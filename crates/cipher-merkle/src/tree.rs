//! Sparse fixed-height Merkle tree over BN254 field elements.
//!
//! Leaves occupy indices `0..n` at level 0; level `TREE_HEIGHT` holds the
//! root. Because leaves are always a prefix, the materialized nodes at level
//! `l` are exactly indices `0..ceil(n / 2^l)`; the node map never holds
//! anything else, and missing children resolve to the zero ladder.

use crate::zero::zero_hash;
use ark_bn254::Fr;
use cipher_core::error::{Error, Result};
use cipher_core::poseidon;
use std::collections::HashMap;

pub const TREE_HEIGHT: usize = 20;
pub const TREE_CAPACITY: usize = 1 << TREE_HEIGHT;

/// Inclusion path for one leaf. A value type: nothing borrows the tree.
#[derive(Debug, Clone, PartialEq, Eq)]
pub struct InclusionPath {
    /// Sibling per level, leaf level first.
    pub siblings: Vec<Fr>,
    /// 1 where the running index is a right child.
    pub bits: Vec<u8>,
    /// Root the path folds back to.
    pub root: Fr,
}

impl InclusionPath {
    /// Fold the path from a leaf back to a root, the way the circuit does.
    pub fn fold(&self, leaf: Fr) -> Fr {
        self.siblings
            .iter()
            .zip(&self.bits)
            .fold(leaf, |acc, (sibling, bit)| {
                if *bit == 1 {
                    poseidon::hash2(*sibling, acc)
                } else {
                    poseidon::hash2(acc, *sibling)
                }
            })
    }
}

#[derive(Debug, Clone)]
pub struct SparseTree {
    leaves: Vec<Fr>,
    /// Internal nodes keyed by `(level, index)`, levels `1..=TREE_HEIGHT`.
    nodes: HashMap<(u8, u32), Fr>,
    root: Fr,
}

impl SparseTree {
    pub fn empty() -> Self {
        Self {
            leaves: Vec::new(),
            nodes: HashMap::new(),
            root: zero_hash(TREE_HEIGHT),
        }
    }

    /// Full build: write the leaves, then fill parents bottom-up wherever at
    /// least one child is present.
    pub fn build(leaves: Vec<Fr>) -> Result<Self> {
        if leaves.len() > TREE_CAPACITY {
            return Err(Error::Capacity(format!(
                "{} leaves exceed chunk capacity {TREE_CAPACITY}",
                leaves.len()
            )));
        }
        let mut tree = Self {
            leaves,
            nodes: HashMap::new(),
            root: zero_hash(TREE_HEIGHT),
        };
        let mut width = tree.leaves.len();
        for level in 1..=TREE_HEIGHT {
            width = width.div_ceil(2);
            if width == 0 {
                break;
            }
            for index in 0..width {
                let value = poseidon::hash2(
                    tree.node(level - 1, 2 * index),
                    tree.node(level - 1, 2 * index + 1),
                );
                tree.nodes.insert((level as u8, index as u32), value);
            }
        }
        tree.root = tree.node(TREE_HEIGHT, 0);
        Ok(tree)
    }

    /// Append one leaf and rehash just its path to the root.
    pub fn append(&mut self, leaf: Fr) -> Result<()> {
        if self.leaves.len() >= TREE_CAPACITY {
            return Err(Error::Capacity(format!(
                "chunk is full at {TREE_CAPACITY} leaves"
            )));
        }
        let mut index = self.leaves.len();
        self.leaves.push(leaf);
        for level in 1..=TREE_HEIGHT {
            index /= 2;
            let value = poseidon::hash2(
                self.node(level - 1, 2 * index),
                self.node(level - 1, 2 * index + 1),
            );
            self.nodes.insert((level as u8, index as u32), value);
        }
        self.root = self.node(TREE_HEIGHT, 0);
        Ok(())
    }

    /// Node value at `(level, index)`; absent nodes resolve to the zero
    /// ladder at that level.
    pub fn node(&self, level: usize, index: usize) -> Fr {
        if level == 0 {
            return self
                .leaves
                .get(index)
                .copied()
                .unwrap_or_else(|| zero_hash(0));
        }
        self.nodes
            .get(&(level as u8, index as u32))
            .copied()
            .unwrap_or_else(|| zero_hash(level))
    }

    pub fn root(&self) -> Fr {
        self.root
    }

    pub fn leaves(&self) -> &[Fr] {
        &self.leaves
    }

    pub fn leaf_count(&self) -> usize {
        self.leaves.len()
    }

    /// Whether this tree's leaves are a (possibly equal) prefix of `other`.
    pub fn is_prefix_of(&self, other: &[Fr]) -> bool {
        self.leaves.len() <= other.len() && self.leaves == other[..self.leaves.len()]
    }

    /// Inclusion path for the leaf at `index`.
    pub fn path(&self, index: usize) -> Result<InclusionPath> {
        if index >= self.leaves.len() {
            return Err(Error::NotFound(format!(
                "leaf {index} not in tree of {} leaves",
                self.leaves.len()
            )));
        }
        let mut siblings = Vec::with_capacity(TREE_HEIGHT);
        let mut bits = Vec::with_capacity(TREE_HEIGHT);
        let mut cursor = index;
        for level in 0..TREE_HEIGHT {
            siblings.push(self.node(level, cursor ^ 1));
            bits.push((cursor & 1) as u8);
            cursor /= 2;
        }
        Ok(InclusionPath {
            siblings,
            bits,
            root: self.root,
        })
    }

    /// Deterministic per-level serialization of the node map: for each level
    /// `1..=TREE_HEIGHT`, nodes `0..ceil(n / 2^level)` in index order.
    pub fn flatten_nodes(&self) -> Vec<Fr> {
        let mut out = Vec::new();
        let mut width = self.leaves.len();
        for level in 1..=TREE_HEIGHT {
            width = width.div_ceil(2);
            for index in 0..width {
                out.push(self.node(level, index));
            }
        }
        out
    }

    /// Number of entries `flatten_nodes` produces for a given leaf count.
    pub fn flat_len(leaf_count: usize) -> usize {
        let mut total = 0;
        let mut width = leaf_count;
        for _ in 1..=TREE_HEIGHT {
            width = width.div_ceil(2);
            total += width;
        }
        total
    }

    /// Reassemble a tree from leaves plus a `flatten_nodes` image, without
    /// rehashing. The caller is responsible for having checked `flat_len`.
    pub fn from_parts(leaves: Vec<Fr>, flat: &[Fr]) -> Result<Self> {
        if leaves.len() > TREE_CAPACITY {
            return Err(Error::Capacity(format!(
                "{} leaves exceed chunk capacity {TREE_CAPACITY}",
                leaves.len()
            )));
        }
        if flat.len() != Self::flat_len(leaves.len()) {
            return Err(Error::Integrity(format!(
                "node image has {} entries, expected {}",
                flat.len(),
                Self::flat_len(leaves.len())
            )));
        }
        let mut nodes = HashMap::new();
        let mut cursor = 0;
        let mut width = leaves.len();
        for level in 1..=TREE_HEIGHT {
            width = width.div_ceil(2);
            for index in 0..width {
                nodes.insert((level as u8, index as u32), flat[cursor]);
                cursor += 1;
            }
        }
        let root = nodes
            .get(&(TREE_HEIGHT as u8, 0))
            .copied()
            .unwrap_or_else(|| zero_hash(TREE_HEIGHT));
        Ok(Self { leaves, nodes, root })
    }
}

| What is needed |
Look for the word "other" in the records above, count the lines that hold it, and give only that number.

| Expected answer |
3